Computer science performance test: Consist of 20 multiple-choice items for junior secondary school and 20 multiple-choice items for senior secondary school based on computer science topics.
Experts in computer science, and computer education and computer science.
Performance test: Their assessments were used to produce the final draft; and it reliability test value was 0.81 using test-retest method.
Student socio-economic status questionnaire consist of 42 items base on the sub-levels of socio-economic status of students. The service of experts in sociology and education were employed to validate it, and its reliability value was 0.82 using test-retest methods.
4. Data Collection
The validated instruments were used by the researcher to collect data for testing the hypotheses of the study. The computer science teachers in the school under investigation were given the same topics extracted from the Junior and Secondary School syllabus to teach 4 weeks.

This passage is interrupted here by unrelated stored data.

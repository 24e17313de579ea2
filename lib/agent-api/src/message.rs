//! Subject-addressed messages exchanged with peers

use crate::{ApiError, Result, RouterTopology};
use serde::{Deserialize, Serialize};
use serde_json::Value;
use std::collections::BTreeSet;

/// Subject (and link source) of topology broadcasts
pub const SUBJECT_ROUTERS: &str = "routers";
/// Subject (and link target) of health-check requests
pub const SUBJECT_HEALTH_CHECK: &str = "health-check";
/// Address of the management link used to drive routers and brokers
pub const MANAGEMENT_ADDRESS: &str = "$management";

#[derive(Clone, Debug, Default, PartialEq, Serialize, Deserialize)]
pub struct Message {
    #[serde(default, skip_serializing_if = "Option::is_none")]
    pub subject: Option<String>,

    #[serde(default, skip_serializing_if = "Option::is_none")]
    pub to: Option<String>,

    #[serde(default, skip_serializing_if = "Option::is_none")]
    pub reply_to: Option<String>,

    #[serde(default, skip_serializing_if = "Option::is_none")]
    pub correlation_id: Option<String>,

    #[serde(default)]
    pub body: Value,
}

impl Message {
    /// Topology broadcast carrying the given router map
    pub fn topology(routers: &RouterTopology) -> Result<Self> {
        Ok(Self {
            subject: Some(SUBJECT_ROUTERS.to_string()),
            body: serde_json::to_value(routers)?,
            ..Default::default()
        })
    }

    /// Response to a health-check request, correlated with the request
    pub fn health_check_response(request: &Message, result: bool) -> Self {
        Self {
            to: request.reply_to.clone(),
            correlation_id: request.correlation_id.clone(),
            body: Value::Bool(result),
            ..Default::default()
        }
    }

    pub fn subject(&self) -> Option<&str> {
        self.subject.as_deref()
    }

    /// Decode the body of a topology broadcast
    pub fn router_topology(&self) -> Result<RouterTopology> {
        Ok(serde_json::from_value(self.body.clone())?)
    }

    /// Decode the expected address names from a health-check request.
    ///
    /// The body is either a JSON-encoded string or an inline array; entries may
    /// be address names or objects with an `address` field.
    pub fn expected_addresses(&self) -> Result<BTreeSet<String>> {
        let list = match &self.body {
            Value::String(encoded) => serde_json::from_str::<Value>(encoded)?,
            other => other.clone(),
        };

        let entries = match list {
            Value::Array(entries) => entries,
            other => {
                return Err(ApiError::InvalidBody(format!(
                    "expected an address list, got {}",
                    other
                )))
            }
        };

        entries
            .into_iter()
            .map(|entry| match entry {
                Value::String(name) => Ok(name),
                Value::Object(mut fields) => match fields.remove("address") {
                    Some(Value::String(name)) => Ok(name),
                    _ => Err(ApiError::InvalidBody(
                        "address entry without an address field".to_string(),
                    )),
                },
                other => Err(ApiError::InvalidBody(format!(
                    "unexpected address entry {}",
                    other
                ))),
            })
            .collect()
    }
}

Lesson notes were given to them by the researcher in order to ensure uniformity in teaching.
The computer science related attitudes scale, the students’ socio-economic status questionnaire and the computer science performance test were then administered by the researcher immediately after treatment in each school.
|Hypotheses||Correlation indices (r)||N||te|
The Pearson’s product moment correlation method was used for finding the relationship among the variable of the study based on the students’ scores in the questionnaire and computer science performance test. The Pearson, r obtained for each relationship was then converted to the responding t-test using appropriate formula. Table 1 and 2 below shows the result of the three null hypotheses.
As observed in table 2, the results of the analysis were significant. The three hypotheses were all rejected at 0.05 level of significance, thus in favour of the corresponding alternative hypotheses. These results confirm the findings of Abitogun (2002), Steanekamp et-al (2011), Alarape (1994) and Izuagie (1990) as far as the significant relationships between students socio-economic status and their performance in computer science on one hand and between students attitudes to computer science and their social-economic status on the other, are concerned (Koleoso and Olasehinde, 1998), Olowookere (2000), Harmzat (1998) and Arimoro.
This study offers solutions in the area of teaching and learning. Students’ socio-economic status and attitudes to computer science are decisive to students’ success in computer science. Teachers should be mindful of the above variable when teaching computer science. Each computer science class/lesson is heterogeneous in terms of students’ socio-economic status. The teacher should take time to understand the socio-economic status of his students; he should not discriminate among them in class, but always motivate them irrespective of their socio-economic status.
The study has shown that students’ attitudes to computer science are very important in learning computer science. Therefore, teacher should adopt various instructional strategies that would remove negative on unfavourable attitude to computer science. Computer science teacher should use familiar resource in the local enrolment of the students. Teachers should start from known to unknown and from concrete to abstract so as to enhance students understanding and learning of computer science. If the above approach is adopted by the teacher, could lead to optimum and maximum learning attainment on the part of the learners. Parents should purchase books and necessary learning materials for their children. They should be introduced role-model. If learners are motivated, they will be interested to learn and perform well in computer science.